Your objective: Once you have read the records, write them out again exactly.

Exercise data:
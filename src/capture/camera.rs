//! Camera abstraction for frame capture.
//!
//! This module provides a trait-based abstraction over camera hardware,
//! allowing for both real camera input and mock implementations for testing.

use super::{CaptureConfig, Frame};
use std::collections::VecDeque;
use std::sync::{Arc, Mutex, MutexGuard, PoisonError};
use thiserror::Error;

/// Errors that can occur during camera operations.
#[derive(Debug, Error)]
pub enum CameraError {
    /// No capture device is present.
    #[error("camera device not found: {0}")]
    DeviceNotFound(String),
    /// The device exists but could not be opened.
    #[error("failed to open camera: {0}")]
    OpenFailed(String),
    /// The capture configuration was rejected.
    #[error("failed to configure camera: {0}")]
    ConfigFailed(String),
    /// A frame could not be read or converted.
    #[error("failed to capture frame: {0}")]
    CaptureFailed(String),
    /// Capture was requested before `open`.
    #[error("camera not initialized")]
    NotInitialized,
}

/// Trait for camera implementations.
///
/// This abstraction allows swapping between real camera hardware
/// and mock implementations for testing.
pub trait Camera {
    /// Opens and initializes the camera with the given configuration.
    fn open(&mut self, config: &CaptureConfig) -> Result<(), CameraError>;

    /// Captures a single frame.
    ///
    /// `Ok(None)` means the device has not produced a new frame yet.
    fn capture(&mut self) -> Result<Option<Frame>, CameraError>;

    /// Checks if the camera is currently open.
    fn is_open(&self) -> bool;

    /// Closes the camera and releases resources.
    ///
    /// Closing a camera that is not open is a no-op.
    fn close(&mut self);
}

/// Mock camera for testing that generates synthetic frames.
///
/// Readiness can be scripted: each entry of the script answers one
/// capture call, `false` meaning "no frame yet". Once the script is
/// exhausted every capture produces a frame.
#[derive(Debug, Default)]
pub struct MockCamera {
    config: Option<CaptureConfig>,
    sequence: u64,
    readiness: VecDeque<bool>,
    disconnected: bool,
    close_count: u64,
}

impl MockCamera {
    /// A mock camera whose frames are always ready.
    pub fn new() -> Self {
        Self::default()
    }

    /// A camera whose frames become available according to `script`.
    pub fn with_readiness(script: impl IntoIterator<Item = bool>) -> Self {
        Self {
            readiness: script.into_iter().collect(),
            ..Self::default()
        }
    }

    /// A camera that behaves as if no device is attached.
    pub fn disconnected() -> Self {
        Self {
            disconnected: true,
            ..Self::default()
        }
    }

    /// Number of times an open camera was actually closed.
    pub fn close_count(&self) -> u64 {
        self.close_count
    }
}

impl Camera for MockCamera {
    fn open(&mut self, config: &CaptureConfig) -> Result<(), CameraError> {
        if self.disconnected {
            return Err(CameraError::DeviceNotFound("no mock device attached".to_owned()));
        }
        config
            .validate()
            .map_err(|e| CameraError::ConfigFailed(e.to_string()))?;
        self.config = Some(config.clone());
        self.sequence = 0;
        tracing::info!("MockCamera opened with config: {:?}", config);
        Ok(())
    }

    fn capture(&mut self) -> Result<Option<Frame>, CameraError> {
        let config = self.config.as_ref().ok_or(CameraError::NotInitialized)?;

        if !self.readiness.pop_front().unwrap_or(true) {
            return Ok(None);
        }

        // Deterministic gradient shifted by sequence, never a valid symbol
        let pixel_count = config.width as usize * config.height as usize;
        let pixels: Vec<u8> = (0..pixel_count)
            .map(|i| ((i as u64 ^ self.sequence) % 256) as u8)
            .collect();

        self.sequence += 1;
        Ok(Some(Frame::new(
            pixels,
            config.width,
            config.height,
            self.sequence,
        )))
    }

    fn is_open(&self) -> bool {
        self.config.is_some()
    }

    fn close(&mut self) {
        if self.config.take().is_some() {
            self.close_count += 1;
            tracing::info!("MockCamera closed");
        }
    }
}

/// Shared handle to an open camera.
///
/// The scan worker, the preview and the caller all hold clones. Every
/// operation takes the internal lock, so captures never overlap.
#[derive(Clone)]
pub struct SharedCamera {
    inner: Arc<Mutex<Box<dyn Camera + Send>>>,
}

impl SharedCamera {
    /// Wraps a camera for sharing across threads.
    pub fn new(camera: impl Camera + Send + 'static) -> Self {
        Self {
            inner: Arc::new(Mutex::new(Box::new(camera))),
        }
    }

    fn lock(&self) -> MutexGuard<'_, Box<dyn Camera + Send>> {
        self.inner.lock().unwrap_or_else(PoisonError::into_inner)
    }

    /// Opens the underlying camera.
    pub fn open(&self, config: &CaptureConfig) -> Result<(), CameraError> {
        self.lock().open(config)
    }

    /// Returns true while the camera is open.
    pub fn is_open(&self) -> bool {
        self.lock().is_open()
    }

    /// Captures one frame, `Ok(None)` if none is ready.
    pub fn capture(&self) -> Result<Option<Frame>, CameraError> {
        self.lock().capture()
    }

    /// Closes the camera. Safe to call any number of times.
    pub fn close(&self) {
        let mut camera = self.lock();
        if camera.is_open() {
            camera.close();
        }
    }
}

impl std::fmt::Debug for SharedCamera {
    fn fmt(&self, f: &mut std::fmt::Formatter<'_>) -> std::fmt::Result {
        f.debug_struct("SharedCamera")
            .field("is_open", &self.is_open())
            .finish()
    }
}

Written response:
filename src/capture/camera.rs
//! Camera abstraction for frame capture.
//!
//! This module provides a trait-based abstraction over camera hardware,
//! allowing for both real camera input and mock implementations for testing.

use super::{CaptureConfig, Frame};
use std::collections::VecDeque;
use std::sync::{Arc, Mutex, MutexGuard, PoisonError};
use thiserror::Error;

/// Errors that can occur during camera operations.
#[derive(Debug, Error)]
pub enum CameraError {
    /// No capture device is present.
    #[error("camera device not found: {0}")]
    DeviceNotFound(String),
    /// The device exists but could not be opened.
    #[error("failed to open camera: {0}")]
    OpenFailed(String),
    /// The capture configuration was rejected.
    #[error("failed to configure camera: {0}")]
    ConfigFailed(String),
    /// A frame could not be read or converted.
    #[error("failed to capture frame: {0}")]
    CaptureFailed(String),
    /// Capture was requested before `open`.
    #[error("camera not initialized")]
    NotInitialized,
}

/// Trait for camera implementations.
///
/// This abstraction allows swapping between real camera hardware
/// and mock implementations for testing.
pub trait Camera {
    /// Opens and initializes the camera with the given configuration.
    fn open(&mut self, config: &CaptureConfig) -> Result<(), CameraError>;

    /// Captures a single frame.
    ///
    /// `Ok(None)` means the device has not produced a new frame yet.
    fn capture(&mut self) -> Result<Option<Frame>, CameraError>;

    /// Checks if the camera is currently open.
    fn is_open(&self) -> bool;

    /// Closes the camera and releases resources.
    ///
    /// Closing a camera that is not open is a no-op.
    fn close(&mut self);
}

/// Mock camera for testing that generates synthetic frames.
///
/// Readiness can be scripted: each entry of the script answers one
/// capture call, `false` meaning "no frame yet". Once the script is
/// exhausted every capture produces a frame.
#[derive(Debug, Default)]
pub struct MockCamera {
    config: Option<CaptureConfig>,
    sequence: u64,
    readiness: VecDeque<bool>,
    disconnected: bool,
    close_count: u64,
}

impl MockCamera {
    /// A mock camera whose frames are always ready.
    pub fn new() -> Self {
        Self::default()
    }

    /// A camera whose frames become available according to `script`.
    pub fn with_readiness(script: impl IntoIterator<Item = bool>) -> Self {
        Self {
            readiness: script.into_iter().collect(),
            ..Self::default()
        }
    }

    /// A camera that behaves as if no device is attached.
    pub fn disconnected() -> Self {
        Self {
            disconnected: true,
            ..Self::default()
        }
    }

    /// Number of times an open camera was actually closed.
    pub fn close_count(&self) -> u64 {
        self.close_count
    }
}

impl Camera for MockCamera {
    fn open(&mut self, config: &CaptureConfig) -> Result<(), CameraError> {
        if self.disconnected {
            return Err(CameraError::DeviceNotFound("no mock device attached".to_owned()));
        }
        config
            .validate()
            .map_err(|e| CameraError::ConfigFailed(e.to_string()))?;
        self.config = Some(config.clone());
        self.sequence = 0;
        tracing::info!("MockCamera opened with config: {:?}", config);
        Ok(())
    }

    fn capture(&mut self) -> Result<Option<Frame>, CameraError> {
        let config = self.config.as_ref().ok_or(CameraError::NotInitialized)?;

        if !self.readiness.pop_front().unwrap_or(true) {
            return Ok(None);
        }

        // Deterministic gradient shifted by sequence, never a valid symbol
        let pixel_count = config.width as usize * config.height as usize;
        let pixels: Vec<u8> = (0..pixel_count)
            .map(|i| ((i as u64 ^ self.sequence) % 256) as u8)
            .collect();

        self.sequence += 1;
        Ok(Some(Frame::new(
            pixels,
            config.width,
            config.height,
            self.sequence,
        )))
    }

    fn is_open(&self) -> bool {
        self.config.is_some()
    }

    fn close(&mut self) {
        if self.config.take().is_some() {
            self.close_count += 1;
            tracing::info!("MockCamera closed");
        }
    }
}

/// Shared handle to an open camera.
///
/// The scan worker, the preview and the caller all hold clones. Every
/// operation takes the internal lock, so captures never overlap.
#[derive(Clone)]
pub struct SharedCamera {
    inner: Arc<Mutex<Box<dyn Camera + Send>>>,
}

impl SharedCamera {
    /// Wraps a camera for sharing across threads.
    pub fn new(camera: impl Camera + Send + 'static) -> Self {
        Self {
            inner: Arc::new(Mutex::new(Box::new(camera))),
        }
    }

    fn lock(&self) -> MutexGuard<'_, Box<dyn Camera + Send>> {
        self.inner.lock().unwrap_or_else(PoisonError::into_inner)
    }

    /// Opens the underlying camera.
    pub fn open(&self, config: &CaptureConfig) -> Result<(), CameraError> {
        self.lock().open(config)
    }

    /// Returns true while the camera is open.
    pub fn is_open(&self) -> bool {
        self.lock().is_open()
    }

    /// Captures one frame, `Ok(None)` if none is ready.
    pub fn capture(&self) -> Result<Option<Frame>, CameraError> {
        self.lock().capture()
    }

    /// Closes the camera. Safe to call any number of times.
    pub fn close(&self) {
        let mut camera = self.lock();
        if camera.is_open() {
            camera.close();
        }
    }
}

impl std::fmt::Debug for SharedCamera {
    fn fmt(&self, f: &mut std::fmt::Formatter<'_>) -> std::fmt::Result {
        f.debug_struct("SharedCamera")
            .field("is_open", &self.is_open())
            .finish()
    }
}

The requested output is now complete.